El viaje Parte 3

El Avión

El avión fue un poco decepcionante, pues esperaba llevarme un gran susto con eso de los despegues y aterrizajes, y resultó ser nada. La dificultad del viaje la tuve con el tiempo que tenía que estar sentado sin poder moverme para nada… eso fue lo duro del viaje y con lo que yo ya había pensado que tendría que lidiar, era algo que me creaba ansiedad el pensar en todas esas horas sin poder moverme para nada, ni si quiera para estirar las piernas, fue un miedo que no me decepcionó.

Cuando me senté en el pequeño sillón, puse mi cojín anti-escaras primero y después me senté encima, me habían dicho que tuviera cuidado con los asientos del avión, por eso decidí poner mi cojín; “si estás varias horas sentado te levantas con el culo “cuadrado”” Me habían comentado. El cojín tiene 10 cm de altura, me dí cuenta de que mis pies no tocaban el suelo; perfecto, antes de despegar primer problema; así no podía estar porque las piernas cogen mucha presión al estar presionadas por el cojín. Solución rápida, cogí una de las mochilas de mano que llevaba y me la puse debajo de los pies, solucionado! Incómodo, porque las piernas ahora levantaban mucho y se abrían, pero al menos no las tenía colgando tantas horas con lo que eso hubiera podido suponer. Así lo hice en los 3 vuelos, en alguno no pude poner la mochila hasta después de haber despegado, pero no era tampoco nada preocupante.
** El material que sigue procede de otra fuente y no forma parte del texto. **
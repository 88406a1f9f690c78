//! Construction parameters for the pipe blocks.

use std::sync::Arc;

use crate::error::ConfigError;
use crate::spawner::{ProcessSpawner, ShellSpawner};

/// Parameters for a [`PipeFilter`](crate::PipeFilter).
#[derive(Clone)]
pub struct FilterConfig {
    pub command: String,
    pub in_item_size: usize,
    pub out_item_size: usize,
    /// Output items produced per input item consumed.
    pub relative_rate: f64,
    pub unbuffered: bool,
    pub spawner: Arc<dyn ProcessSpawner>,
}

impl FilterConfig {
    pub fn new(command: impl Into<String>) -> Self {
        Self {
            command: command.into(),
            in_item_size: 1,
            out_item_size: 1,
            relative_rate: 1.0,
            unbuffered: false,
            spawner: Arc::new(ShellSpawner::new()),
        }
    }

    pub fn with_in_item_size(mut self, size: usize) -> Self {
        self.in_item_size = size;
        self
    }

    pub fn with_out_item_size(mut self, size: usize) -> Self {
        self.out_item_size = size;
        self
    }

    pub fn with_relative_rate(mut self, rate: f64) -> Self {
        self.relative_rate = rate;
        self
    }

    pub fn with_unbuffered(mut self, unbuffered: bool) -> Self {
        self.unbuffered = unbuffered;
        self
    }

    pub fn with_spawner(mut self, spawner: Arc<dyn ProcessSpawner>) -> Self {
        self.spawner = spawner;
        self
    }

    pub fn validate(&self) -> Result<(), ConfigError> {
        validate_command(&self.command)?;
        if self.in_item_size == 0 {
            return Err(ConfigError::ZeroItemSize { which: "input" });
        }
        if self.out_item_size == 0 {
            return Err(ConfigError::ZeroItemSize { which: "output" });
        }
        if !self.relative_rate.is_finite() || self.relative_rate <= 0.0 {
            return Err(ConfigError::InvalidRelativeRate(self.relative_rate));
        }
        Ok(())
    }
}

/// Parameters for a [`PipeSink`](crate::PipeSink).
#[derive(Clone)]
pub struct SinkConfig {
    pub command: String,
    pub in_item_size: usize,
    pub unbuffered: bool,
    pub spawner: Arc<dyn ProcessSpawner>,
}

impl SinkConfig {
    pub fn new(command: impl Into<String>) -> Self {
        Self {
            command: command.into(),
            in_item_size: 1,
            unbuffered: false,
            spawner: Arc::new(ShellSpawner::new()),
        }
    }

    pub fn with_in_item_size(mut self, size: usize) -> Self {
        self.in_item_size = size;
        self
    }

    pub fn with_unbuffered(mut self, unbuffered: bool) -> Self {
        self.unbuffered = unbuffered;
        self
    }

    pub fn with_spawner(mut self, spawner: Arc<dyn ProcessSpawner>) -> Self {
        self.spawner = spawner;
        self
    }

    pub fn validate(&self) -> Result<(), ConfigError> {
        validate_command(&self.command)?;
        if self.in_item_size == 0 {
            return Err(ConfigError::ZeroItemSize { which: "input" });
        }
        Ok(())
    }
}

fn validate_command(command: &str) -> Result<(), ConfigError> {
    if command.trim().is_empty() {
        return Err(ConfigError::EmptyCommand);
    }
    Ok(())
}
Otra cosa desagradable es que en cuanto despegas y vas subiendo el cojín va cogiendo presión y se pone el doble de hinchado! Mucho cuidado con esto para no reventarlo y para que no nos haga daño en el culo, al tener tanta presión está duro. Así que nada más despegar a controlar-lo y abrir la válvula para soltarle aire, yo le abrí la válvula y vacié un poco, después, si al rato seguía encontrado que estaba duro le iba abriendo y soltando aire, sin pasarme! Lógicamente en cuanto aterrizas el cojín se convierte en un montón de goma vacía que no hace nada, así que a darle aire, yo esperaba a que me sentaran en la pequeña silla que utilizan para meterte por el pasillo del avión, al pasarme a esa silla cogía el cojín y lo inflaba para después ponerlo correctamente hinchado en mi silla y sentarme de vuelta a una de las cosas que más adoro por necesidad, mi silla!!!

 

PD. Un agradecimiento a mi amigo Alberto.